The response must contain every line from the records below that has "Debug".

(Data extracted from a collection)
══════════════════════════════

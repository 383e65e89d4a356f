//! The interface table: a fixed, read-only-after-init list of the router's
//! named ports.

use crate::wire::arp::Ipv4Address;
use crate::wire::ethernet::MacAddress;

/// A single router port. Immutable after construction.
#[derive(Debug, Clone, PartialEq, Eq)]
pub struct Interface {
    pub name: String,
    pub mac: MacAddress,
    pub ipv4: Ipv4Address,
}

impl Interface {
    pub fn new(name: impl Into<String>, mac: MacAddress, ipv4: Ipv4Address) -> Self {
        Self {
            name: name.into(),
            mac,
            ipv4,
        }
    }
}

/// The fixed set of interfaces the router owns. Read-only after
/// construction; lookups are a linear scan, matching the scale (tens, not
/// thousands, of ports) this router is built for.
#[derive(Debug, Clone, Default)]
pub struct InterfaceTable {
    interfaces: Vec<Interface>,
}

impl InterfaceTable {
    pub fn new(interfaces: Vec<Interface>) -> Self {
        Self { interfaces }
    }

    pub fn iter(&self) -> impl Iterator<Item = &Interface> {
        self.interfaces.iter()
    }

    /// Looks up an interface by name.
    pub fn by_name(&self, name: &str) -> Option<&Interface> {
        self.interfaces.iter().find(|i| i.name == name)
    }

    /// Looks up the interface owning `ipv4`. If multiple interfaces were
    /// misconfigured with the same address, the first one wins.
    pub fn by_ipv4(&self, ipv4: Ipv4Address) -> Option<&Interface> {
        self.interfaces.iter().find(|i| i.ipv4 == ipv4)
    }

    pub fn is_local(&self, ipv4: Ipv4Address) -> bool {
        self.by_ipv4(ipv4).is_some()
    }
}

══════════════════════════════

** Task result **
#[derive(Debug, Clone, PartialEq, Eq)]
#[derive(Debug, Clone, Default)]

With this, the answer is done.